Ce phénomène d’avancement des vendanges, largement documenté dans d’autres régions viticoles européennes, s’observe désormais de façon nette en Wallonie. Quelques repères factuels :

  • Avancement de 2 à 3 semaines : Alors que les vendanges débutaient couramment entre le 10 et le 25 octobre dans les années 1980-2000, de nombreux domaines démarrent aujourd’hui autour du 15-20 septembre, voire début septembre pour certaines parcelles précoces. Le vignoble de Villers-la-Vigne, par exemple, évoquait en 2018 une date de début de vendanges avancée de 18 jours en moyenne par rapport aux années 90 (voir Sillon Belge).
  • Années extrêmes remarquées : 2020 et 2022 ont été particulièrement révélatrices. En 2020, suite au printemps anormalement chaud et sec suivi d’un été torride, certains domaines du Brabant wallon ont débuté dès la première semaine de septembre, selon l’APAQ-W.
  • La précocité officielle reconnue : L’Institut Royal Météorologique (IRM) note que la température moyenne annuelle en Wallonie a augmenté de 2°C depuis 1880, un chiffre qui change non seulement la physiologie de la vigne mais également la programmation de toutes les opérations culturales.

Cette avancée des vendanges n’est donc plus une anecdote isolée, elle devient la nouvelle norme.






Pourquoi les vendanges mûrissent-elles plus vite ?

Le raisin dicte son tempo en fonction de la chaleur cumulée (degrés-jours), de la disponibilité en eau, de l’ensoleillement et d’une série de facteurs indirects, eux-mêmes modifiés par le changement climatique.

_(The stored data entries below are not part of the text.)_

//! Error types for registry-audit
//!
//! Only failures that abort the whole run live here (registry page fetches,
//! dataset I/O, configuration problems). Per-crate failures are deliberately
//! not errors: they are converted into [`crate::types::SkipReason`] values at
//! the layer where they occur and travel through the pipeline as data, so a
//! single bad crate can never take the crawl down with it.

use thiserror::Error;

/// Result type alias for registry-audit operations
pub type Result<T> = std::result::Result<T, Error>;

/// Main error type for registry-audit
///
/// Every variant here is fatal to the current operation: the pipeline does
/// not retry any of them.
#[derive(Debug, Error)]
pub enum Error {
    /// Configuration error with context about which setting is invalid
    #[error("configuration error: {message}")]
    Config {
        /// Human-readable error message describing the configuration issue
        message: String,
        /// The configuration key that caused the error (e.g., "pipeline.max_concurrent_checks")
        key: Option<String>,
    },

    /// Registry returned a response the client could not use
    #[error("registry error: {0}")]
    Registry(String),

    /// Network error while talking to the registry listing endpoint
    #[error("network error: {0}")]
    Network(#[from] reqwest::Error),

    /// Serialization error
    #[error("serialization error: {0}")]
    Serialization(#[from] serde_json::Error),

    /// I/O error
    #[error("I/O error: {0}")]
    Io(#[from] std::io::Error),

    /// Dataset file is missing, truncated, or malformed
    #[error("dataset error: {0}")]
    Dataset(String),

    /// External tool could not be located or prepared
    #[error("external tool error: {0}")]
    ExternalTool(String),
}
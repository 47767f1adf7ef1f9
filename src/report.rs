//! Offline dataset analysis
//!
//! Report mode re-reads one or more dataset files produced by earlier crawls,
//! concatenates them, applies conservative name de-duplication, and renders
//! per-category failure rates plus a download-count histogram over the
//! failing rows of each category.
//!
//! De-duplication is deliberately conservative: any crate name appearing more
//! than once across the combined input is excluded entirely — ambiguous names
//! are never resolved by "first" or "latest".

use crate::config::ReportConfig;
use crate::dataset;
use crate::error::Result;
use crate::types::{DatasetRow, Verdict};
use std::collections::HashMap;
use std::path::PathBuf;

/// Policy categories in dataset column order
pub const POLICY_CATEGORIES: [&str; 4] = ["advisories", "bans", "licenses", "sources"];

/// Failure statistics for one policy category
#[derive(Clone, Debug)]
pub struct CategoryReport {
    /// Category name
    pub category: &'static str,
    /// Rows whose verdict failed this category
    pub failures: u64,
    /// Download-count histogram over the failing rows: (bin label, count)
    pub histogram: Vec<(String, u64)>,
}

impl CategoryReport {
    /// Failure rate over the de-duplicated row set, in percent
    #[must_use]
    pub fn failure_rate(&self, total_rows: u64) -> f64 {
        if total_rows == 0 {
            0.0
        } else {
            self.failures as f64 / total_rows as f64 * 100.0
        }
    }
}

/// The complete offline report
#[derive(Clone, Debug)]
pub struct Report {
    /// Rows surviving de-duplication
    pub total_rows: u64,
    /// Rows dropped because their crate name appeared more than once
    pub dropped_duplicates: u64,
    /// Per-category statistics, in dataset column order
    pub categories: Vec<CategoryReport>,
}

/// Build a report from one or more dataset files
///
/// # Errors
///
/// Returns an error if any input file cannot be read or fails dataset
/// validation.
pub fn build_report(files: &[PathBuf], config: &ReportConfig) -> Result<Report> {
    let mut rows = Vec::new();
    for file in files {
        rows.extend(dataset::read_rows(file)?);
    }

    let mut name_counts: HashMap<&str, u64> = HashMap::new();
    for row in &rows {
        *name_counts.entry(row.name.as_str()).or_insert(0) += 1;
    }
    let unique: Vec<&DatasetRow> = rows
        .iter()
        .filter(|row| name_counts.get(row.name.as_str()).copied() == Some(1))
        .collect();
    let dropped_duplicates = (rows.len() - unique.len()) as u64;

    let categories = POLICY_CATEGORIES
        .iter()
        .map(|&category| {
            let failing: Vec<&&DatasetRow> = unique
                .iter()
                .filter(|row| !category_passed(&row.verdict, category))
                .collect();
            CategoryReport {
                category,
                failures: failing.len() as u64,
                histogram: histogram(
                    failing.iter().map(|row| row.downloads),
                    &config.download_bin_edges,
                ),
            }
        })
        .collect();

    Ok(Report {
        total_rows: unique.len() as u64,
        dropped_duplicates,
        categories,
    })
}

fn category_passed(verdict: &Verdict, category: &str) -> bool {
    match category {
        "advisories" => verdict.advisories,
        "bans" => verdict.bans,
        "licenses" => verdict.licenses,
        "sources" => verdict.sources,
        other => unreachable!("unknown policy category {other:?}"),
    }
}

/// Bin values into right-closed intervals over `edges`, plus one open bin
///
/// An edge list `[0, 100, 1000]` produces bins `(0, 100]`, `(100, 1000]`,
/// and `(1000, inf)`. Values at or below the first edge fall outside every
/// bin and are not counted.
#[must_use]
pub fn histogram(values: impl Iterator<Item = u64>, edges: &[u64]) -> Vec<(String, u64)> {
    let mut counts = vec![0u64; edges.len()];
    for value in values {
        if value <= edges[0] {
            continue;
        }
        let bin = edges[1..]
            .iter()
            .position(|&upper| value <= upper)
            .unwrap_or(edges.len() - 1);
        counts[bin] += 1;
    }

    let mut bins = Vec::with_capacity(edges.len());
    for pair in edges.windows(2) {
        bins.push(format!("({}, {}]", pair[0], pair[1]));
    }
    bins.push(format!("({}, inf)", edges[edges.len() - 1]));

    bins.into_iter().zip(counts).collect()
}

impl std::fmt::Display for Report {
    fn fmt(&self, f: &mut std::fmt::Formatter<'_>) -> std::fmt::Result {
        writeln!(f, "Total crates amount: {}", self.total_rows)?;
        if self.dropped_duplicates > 0 {
            writeln!(
                f,
                "Dropped {} rows with duplicated names",
                self.dropped_duplicates
            )?;
        }
        for category in &self.categories {
            writeln!(
                f,
                "{} failure: {}/{} = {:.2}%",
                capitalize(category.category),
                category.failures,
                self.total_rows,
                category.failure_rate(self.total_rows)
            )?;
        }
        for category in &self.categories {
            writeln!(f)?;
            writeln!(
                f,
                "Downloads distribution ({} = false):",
                category.category
            )?;
            for (label, count) in &category.histogram {
                writeln!(f, "  {label:<22} {count}")?;
            }
        }
        Ok(())
    }
}

fn capitalize(word: &str) -> String {
    let mut chars = word.chars();
    match chars.next() {
        Some(first) => first.to_uppercase().collect::<String>() + chars.as_str(),
        None => String::new(),
    }
}

// unwrap/expect are acceptable in tests for concise failure-on-error assertions
#[allow(clippy::unwrap_used, clippy::expect_used)]
#[cfg(test)]
mod tests {
    use super::*;
    use crate::dataset::DATASET_HEADER;
    use std::path::Path;

    fn write_dataset(path: &Path, rows: &[(&str, u64, [bool; 4])]) {
        let mut contents = DATASET_HEADER.join(",");
        contents.push('\n');
        for (name, downloads, verdict) in rows {
            contents.push_str(&format!(
                "{name},1.0.0,2024-06-01T12:00:00+00:00,{downloads},{},{},{},{},{}\n",
                downloads / 10,
                verdict[0],
                verdict[1],
                verdict[2],
                verdict[3],
            ));
        }
        std::fs::write(path, contents).unwrap();
    }

    const ALL_OK: [bool; 4] = [true, true, true, true];

    #[test]
    fn duplicate_names_across_files_are_dropped_entirely() {
        let dir = tempfile::tempdir().unwrap();
        let first = dir.path().join("first.csv");
        let second = dir.path().join("second.csv");
        // "foo" appears once per file — both copies must go
        write_dataset(&first, &[("foo", 100, ALL_OK), ("bar", 10, ALL_OK)]);
        write_dataset(&second, &[("foo", 100, ALL_OK), ("baz", 10, ALL_OK)]);

        let report = build_report(&[first, second], &ReportConfig::default()).unwrap();

        assert_eq!(report.total_rows, 2, "only bar and baz survive");
        assert_eq!(report.dropped_duplicates, 2);
    }

    #[test]
    fn failure_counts_and_rates_are_per_category() {
        let dir = tempfile::tempdir().unwrap();
        let path = dir.path().join("data.csv");
        write_dataset(
            &path,
            &[
                ("a", 500, [true, false, true, true]),
                ("b", 5_000, [true, false, false, true]),
                ("c", 50, ALL_OK),
                ("d", 50, ALL_OK),
            ],
        );

        let report = build_report(&[path], &ReportConfig::default()).unwrap();

        assert_eq!(report.total_rows, 4);
        let bans = &report.categories[1];
        assert_eq!(bans.category, "bans");
        assert_eq!(bans.failures, 2);
        assert!((bans.failure_rate(report.total_rows) - 50.0).abs() < f64::EPSILON);
        let licenses = &report.categories[2];
        assert_eq!(licenses.failures, 1);
        assert_eq!(report.categories[0].failures, 0);
    }

    #[test]
    fn histogram_uses_right_closed_bins_with_an_open_tail() {
        let edges = [0u64, 100, 1_000];
        let values = [0u64, 1, 100, 101, 1_000, 1_001, 50_000];

        let bins = histogram(values.into_iter(), &edges);

        assert_eq!(bins[0], ("(0, 100]".to_string(), 2)); // 1 and 100; 0 is uncounted
        assert_eq!(bins[1], ("(100, 1000]".to_string(), 2)); // 101 and 1000
        assert_eq!(bins[2], ("(1000, inf)".to_string(), 2)); // 1001 and 50000
    }

    #[test]
    fn histogram_only_covers_failing_rows() {
        let dir = tempfile::tempdir().unwrap();
        let path = dir.path().join("data.csv");
        write_dataset(
            &path,
            &[
                ("a", 500, [false, true, true, true]),
                ("b", 5_000, ALL_OK),
            ],
        );

        let report = build_report(&[path], &ReportConfig::default()).unwrap();

        let advisories = &report.categories[0];
        let counted: u64 = advisories.histogram.iter().map(|(_, count)| count).sum();
        assert_eq!(counted, 1, "only the failing row is binned");
    }

    #[test]
    fn empty_input_reports_zero_rates_without_dividing_by_zero() {
        let dir = tempfile::tempdir().unwrap();
        let path = dir.path().join("empty.csv");
        write_dataset(&path, &[]);

        let report = build_report(&[path], &ReportConfig::default()).unwrap();

        assert_eq!(report.total_rows, 0);
        assert!(report.categories[0].failure_rate(0).abs() < f64::EPSILON);
        // rendering must not panic
        let _ = report.to_string();
    }

    #[test]
    fn display_includes_rates_and_histograms() {
        let dir = tempfile::tempdir().unwrap();
        let path = dir.path().join("data.csv");
        write_dataset(&path, &[("a", 500, [true, false, true, true])]);

        let report = build_report(&[path], &ReportConfig::default()).unwrap();
        let rendered = report.to_string();

        assert!(rendered.contains("Total crates amount: 1"));
        assert!(rendered.contains("Bans failure: 1/1 = 100.00%"));
        assert!(rendered.contains("Downloads distribution (bans = false):"));
        assert!(rendered.contains("(100, 1000]"));
    }
}
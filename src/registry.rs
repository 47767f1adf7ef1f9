//! Registry listing client
//!
//! Thin wrapper over the registry's HTTP API: one page of listing results per
//! call, plus URL construction for artifact downloads. A single underlying
//! [`reqwest::Client`] is shared by every concurrent unit of a page, so
//! connection pooling happens here and nowhere else.

use crate::config::RegistryConfig;
use crate::error::{Error, Result};
use crate::types::CrateSummary;
use serde::Deserialize;

/// One batch of listing results plus its continuation cursor
#[derive(Clone, Debug, Deserialize)]
pub struct Page {
    /// Crate summaries in the registry's reported order
    pub crates: Vec<CrateSummary>,
    /// Pagination metadata
    pub meta: PageMeta,
}

/// Pagination metadata returned alongside every listing page
#[derive(Clone, Debug, Deserialize)]
pub struct PageMeta {
    /// Opaque query string for the next page; absent when the listing is
    /// exhausted
    #[serde(default)]
    pub next_page: Option<String>,
    /// Total number of items the registry reports for the query
    #[serde(default)]
    pub total: u64,
}

/// HTTP client for the registry API
#[derive(Clone, Debug)]
pub struct RegistryClient {
    http: reqwest::Client,
    config: RegistryConfig,
}

impl RegistryClient {
    /// Create a client for the configured registry
    ///
    /// # Errors
    ///
    /// Returns [`Error::Network`] if the underlying HTTP client cannot be
    /// constructed.
    pub fn new(config: &RegistryConfig) -> Result<Self> {
        let http = reqwest::Client::builder()
            .user_agent(config.user_agent.clone())
            .build()?;

        Ok(Self {
            http,
            config: config.clone(),
        })
    }

    fn endpoint_url(&self, endpoint: &str) -> String {
        format!("{}/{}", self.config.base_url.trim_end_matches('/'), endpoint)
    }

    /// Fetch one page of listing results
    ///
    /// `query` is either the configured initial query or the opaque
    /// `next_page` cursor from a previous page, used verbatim.
    ///
    /// # Errors
    ///
    /// A failed fetch or an unparseable response is fatal to the run: the
    /// error propagates without retry.
    pub async fn fetch_page(&self, query: &str) -> Result<Page> {
        let url = self.endpoint_url(&format!("v1/crates{query}"));

        tracing::debug!(%url, "fetching listing page");

        let response = self.http.get(&url).send().await?.error_for_status()?;
        let page: Page = response
            .json()
            .await
            .map_err(|e| Error::Registry(format!("malformed listing response from '{url}': {e}")))?;

        Ok(page)
    }

    /// URL of the release artifact for one (name, version) pair
    #[must_use]
    pub fn artifact_url(&self, name: &str, version: &str) -> String {
        self.endpoint_url(&format!("v1/crates/{name}/{version}/download"))
    }

    /// The shared HTTP client, for artifact downloads
    #[must_use]
    pub fn http(&self) -> &reqwest::Client {
        &self.http
    }

    /// Media type an artifact download must declare before its body is read
    #[must_use]
    pub fn expected_artifact_content_type(&self) -> &str {
        &self.config.artifact_content_type
    }
}
//! External policy checking
//!
//! The checker is an opaque subprocess with a fixed text protocol: run in the
//! unpacked package root with the policy configuration alongside, print four
//! comma-separated `<label> <status>` fields on stdout. This module provides
//! the trait seam, the CLI implementation, and the protocol parser.

mod cli;
mod parser;

// Re-exports
pub use cli::CliPolicyChecker;
pub use parser::{VerdictParseError, parse_verdict};

use crate::types::Outcome;
use async_trait::async_trait;
use std::path::Path;

/// Trait for policy compliance checking
///
/// Implementations can invoke an external binary or provide scripted
/// behavior for tests. A checker can never fail the run: anything short of a
/// parseable verdict is an [`Outcome::Skipped`] for that one item.
#[async_trait]
pub trait PolicyChecker: Send + Sync {
    /// Run the policy check against the unpacked package rooted at
    /// `package_dir`
    ///
    /// # Returns
    ///
    /// [`Outcome::Verdict`] when the checker ran and its output parsed;
    /// [`Outcome::Skipped`] with the reason otherwise.
    async fn check(&self, package_dir: &Path) -> Outcome;

    /// Human-readable name for logging
    fn name(&self) -> &'static str;
}
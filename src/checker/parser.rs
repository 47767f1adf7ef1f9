//! Parser for checker stdout
//!
//! The protocol is deliberately narrow: exactly four comma-separated fields,
//! each `<label> <status>`, labels fixed in the order advisories, bans,
//! licenses, sources. Anything else fails the parse — partial output is never
//! trusted.

use crate::types::Verdict;
use thiserror::Error;

/// Labels required in checker output, in protocol order
const EXPECTED_LABELS: [&str; 4] = ["advisories", "bans", "licenses", "sources"];

/// Status token that marks a category as passing; any other token is a fail
const STATUS_OK: &str = "ok";

/// Why checker stdout failed to parse
#[derive(Clone, Debug, Error, PartialEq, Eq)]
pub enum VerdictParseError {
    /// The output did not split into exactly four comma-separated fields
    #[error("expected 4 comma-separated fields, found {0}")]
    WrongFieldCount(usize),

    /// A field was not of the form `<label> <status>`
    #[error("field {field:?} is not of the form '<label> <status>'")]
    MalformedField {
        /// The offending field text
        field: String,
    },

    /// A field carried a label other than the one required at its position
    #[error("expected label {expected:?}, found {found:?}")]
    UnexpectedLabel {
        /// The label required at this position
        expected: &'static str,
        /// The label actually present
        found: String,
    },
}

/// Parse one checker invocation's stdout into a [`Verdict`]
///
/// # Errors
///
/// Returns a [`VerdictParseError`] describing the first deviation from the
/// protocol; the caller records the offending text for diagnostics and skips
/// the item.
pub fn parse_verdict(stdout: &str) -> std::result::Result<Verdict, VerdictParseError> {
    let fields: Vec<&str> = stdout.trim().split(',').map(str::trim).collect();
    if fields.len() != EXPECTED_LABELS.len() {
        return Err(VerdictParseError::WrongFieldCount(fields.len()));
    }

    let mut statuses = [false; 4];
    for (slot, (field, expected)) in statuses
        .iter_mut()
        .zip(fields.iter().zip(EXPECTED_LABELS))
    {
        let mut tokens = field.split_whitespace();
        let (Some(label), Some(status), None) = (tokens.next(), tokens.next(), tokens.next())
        else {
            return Err(VerdictParseError::MalformedField {
                field: (*field).to_string(),
            });
        };

        if label != expected {
            return Err(VerdictParseError::UnexpectedLabel {
                expected,
                found: label.to_string(),
            });
        }

        *slot = status == STATUS_OK;
    }

    Ok(Verdict {
        advisories: statuses[0],
        bans: statuses[1],
        licenses: statuses[2],
        sources: statuses[3],
    })
}
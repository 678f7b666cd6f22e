//! Domain primitives and aggregates.
//!
//! Purpose: Define strongly typed domain entities used by the API and
//! persistence layers. Keep types immutable and document invariants and
//! serialisation contracts (serde) in each type's Rustdoc.

pub mod auth;
pub mod catalog;
pub mod error;
pub mod ports;
pub mod user;

pub use self::auth::{
    AuthToken, LoginCredentials, LoginValidationError, PASSWORD_MIN, Registration,
    RegistrationValidationError,
};
pub use self::catalog::{
    Brand, BrandDraft, CatalogValidationError, NAME_MAX, PRICE_DECIMAL_PLACES, PRICE_MAX_DIGITS,
    Price, Segment, SegmentDraft, VehicleDraft, VehicleRecord,
};
pub use self::error::{Error, ErrorCode, ErrorValidationError};
pub use self::user::{USERNAME_MAX, User, UserValidationError, Username};

/// Convenient API result alias.
pub type ApiResult<T> = Result<T, Error>;
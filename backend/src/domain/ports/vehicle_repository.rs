//! Port abstraction for vehicle persistence adapters and their errors.

use async_trait::async_trait;

use crate::domain::{VehicleDraft, VehicleRecord};

/// Persistence errors raised by vehicle repository adapters.
#[derive(Debug, Clone, PartialEq, Eq, thiserror::Error)]
pub enum VehiclePersistenceError {
    /// Repository connection could not be established.
    #[error("vehicle repository connection failed: {message}")]
    Connection { message: String },
    /// Query or mutation failed during execution.
    #[error("vehicle repository query failed: {message}")]
    Query { message: String },
    /// The referenced segment does not exist.
    #[error("referenced segment does not exist")]
    SegmentNotFound,
    /// The referenced brand does not exist.
    #[error("referenced brand does not exist")]
    BrandNotFound,
}

impl VehiclePersistenceError {
    /// Create a connection error with the given message.
    pub fn connection(message: impl Into<String>) -> Self {
        Self::Connection {
            message: message.into(),
        }
    }

    /// Create a query error with the given message.
    pub fn query(message: impl Into<String>) -> Self {
        Self::Query {
            message: message.into(),
        }
    }
}

/// Driven port for vehicle storage.
///
/// Reads carry denormalized segment and brand names; writes resolve the
/// numeric references and fail when either target row is missing.
#[async_trait]
pub trait VehicleRepository: Send + Sync {
    /// All vehicles ordered by identifier, ascending.
    async fn list(&self) -> Result<Vec<VehicleRecord>, VehiclePersistenceError>;

    /// Fetch a vehicle by identifier.
    async fn find(&self, id: i32) -> Result<Option<VehicleRecord>, VehiclePersistenceError>;

    /// Persist a new vehicle owned by `owner` and return the stored record.
    async fn insert(
        &self,
        owner: i32,
        draft: &VehicleDraft,
    ) -> Result<VehicleRecord, VehiclePersistenceError>;

    /// Replace an existing vehicle; `None` when the id is unknown. The owner
    /// column is left untouched.
    async fn update(
        &self,
        id: i32,
        draft: &VehicleDraft,
    ) -> Result<Option<VehicleRecord>, VehiclePersistenceError>;

    /// Delete a vehicle. Returns whether it existed.
    async fn delete(&self, id: i32) -> Result<bool, VehiclePersistenceError>;
}
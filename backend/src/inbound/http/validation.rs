//! Shared validation helpers for inbound HTTP adapters.
//!
//! Payload DTOs model every field as optional so that missing or malformed
//! values surface as per-field client errors instead of opaque deserialization
//! failures. The helpers here build those errors in one consistent shape.

use serde_json::{Value, json};
use std::str::FromStr;

use bigdecimal::BigDecimal;

use crate::domain::{
    CatalogValidationError, Error, LoginValidationError, RegistrationValidationError,
    UserValidationError,
};

/// Validation error codes attached to field-level failure details.
#[derive(Debug, Clone, Copy, PartialEq, Eq)]
pub(crate) enum FieldErrorCode {
    Required,
    Blank,
    MaxLength,
    MinLength,
    Invalid,
    Unique,
    MaxDigits,
    MaxDecimalPlaces,
}

impl FieldErrorCode {
    fn as_str(self) -> &'static str {
        match self {
            Self::Required => "required",
            Self::Blank => "blank",
            Self::MaxLength => "max_length",
            Self::MinLength => "min_length",
            Self::Invalid => "invalid",
            Self::Unique => "unique",
            Self::MaxDigits => "max_digits",
            Self::MaxDecimalPlaces => "max_decimal_places",
        }
    }
}

/// Build a `400` error annotated with the offending field and failure code.
pub(crate) fn field_error(
    field: &'static str,
    code: FieldErrorCode,
    message: impl Into<String>,
) -> Error {
    Error::invalid_request(message).with_details(json!({
        "field": field,
        "code": code.as_str(),
    }))
}

/// Error for a field that was absent from the payload.
pub(crate) fn missing_field_error(field: &'static str) -> Error {
    field_error(field, FieldErrorCode::Required, format!("{field} is required"))
}

/// Map catalog draft validation failures onto field-level errors.
pub(crate) fn map_catalog_validation_error(error: CatalogValidationError) -> Error {
    let field = error.field();
    let code = match error {
        CatalogValidationError::EmptyField { .. } => FieldErrorCode::Blank,
        CatalogValidationError::FieldTooLong { .. } => FieldErrorCode::MaxLength,
        CatalogValidationError::PriceTooManyDecimals { .. } => FieldErrorCode::MaxDecimalPlaces,
        CatalogValidationError::PriceOutOfRange { .. } => FieldErrorCode::MaxDigits,
    };
    field_error(field, code, error.to_string())
}

/// Map registration validation failures onto field-level errors.
pub(crate) fn map_registration_validation_error(error: RegistrationValidationError) -> Error {
    match error {
        RegistrationValidationError::Username(err) => {
            let code = match err {
                UserValidationError::EmptyUsername => FieldErrorCode::Blank,
                UserValidationError::UsernameTooLong { .. } => FieldErrorCode::MaxLength,
                UserValidationError::UsernameInvalidCharacters => FieldErrorCode::Invalid,
            };
            field_error("username", code, err.to_string())
        }
        RegistrationValidationError::PasswordTooShort { .. } => {
            field_error("password", FieldErrorCode::MinLength, error.to_string())
        }
    }
}

/// Map login validation failures onto field-level errors.
pub(crate) fn map_login_validation_error(error: LoginValidationError) -> Error {
    let field = match error {
        LoginValidationError::EmptyUsername => "username",
        LoginValidationError::EmptyPassword => "password",
    };
    field_error(field, FieldErrorCode::Blank, error.to_string())
}

/// Parse a foreign-key reference supplied as a JSON number or numeric string.
///
/// The original API accepted form encodings, so `"3"` resolves like `3` and
/// an empty string fails the same way as an absent field.
pub(crate) fn parse_reference(value: Option<&Value>, field: &'static str) -> Result<i32, Error> {
    let value = match value {
        None | Some(Value::Null) => return Err(missing_field_error(field)),
        Some(value) => value,
    };
    match value {
        Value::Number(number) => number
            .as_i64()
            .and_then(|id| i32::try_from(id).ok())
            .ok_or_else(|| invalid_reference_error(field)),
        Value::String(raw) => {
            let trimmed = raw.trim();
            if trimmed.is_empty() {
                return Err(field_error(
                    field,
                    FieldErrorCode::Blank,
                    format!("{field} must not be empty"),
                ));
            }
            trimmed
                .parse::<i32>()
                .map_err(|_| invalid_reference_error(field))
        }
        _ => Err(invalid_reference_error(field)),
    }
}

fn invalid_reference_error(field: &'static str) -> Error {
    field_error(
        field,
        FieldErrorCode::Invalid,
        format!("{field} must be a valid identifier"),
    )
}

/// Parse a price supplied as a JSON number or decimal string.
///
/// Numbers are round-tripped through their shortest decimal rendering so a
/// payload of `500.12` validates as two fraction digits rather than as the
/// binary expansion of the float.
pub(crate) fn parse_price(value: Option<&Value>) -> Result<BigDecimal, Error> {
    let value = match value {
        None | Some(Value::Null) => return Err(missing_field_error("price")),
        Some(value) => value,
    };
    let raw = match value {
        Value::Number(number) => number.to_string(),
        Value::String(raw) => {
            let trimmed = raw.trim();
            if trimmed.is_empty() {
                return Err(field_error(
                    "price",
                    FieldErrorCode::Blank,
                    "price must not be empty",
                ));
            }
            trimmed.to_owned()
        }
        _ => return Err(invalid_price_error()),
    };
    BigDecimal::from_str(&raw).map_err(|_| invalid_price_error())
}

fn invalid_price_error() -> Error {
    field_error(
        "price",
        FieldErrorCode::Invalid,
        "price must be a valid decimal",
    )
}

  1. Surchauffe des cycles végétatifs : L’augmentation des températures accélère la photosynthèse et, mécaniquement, la maturation des raisins. Pour la Wallonie, c’est jusqu’à 180 jours de saison végétative d’avril à octobre — contre 150-160 il y a 40 ans pour les terroirs plus froids.
  2. Pénurie d’eau, accélérateur de maturité : Les épisodes de sécheresse, notamment en 2018, 2020 et 2022, ont « stressé » les vignes. Un stress hydrique modéré accélère la véraison (le moment où le raisin change de couleur). Mais trop de stress peut aussi bloquer la maturation.
  3. Rayonnement plus intense : Plus d’ensoleillement permet une synthèse plus rapide des sucres, mais ce phénomène peut déséquilibrer le rapport sucre/acide, avec des impacts notables sur la fraîcheur et la typicité des vins.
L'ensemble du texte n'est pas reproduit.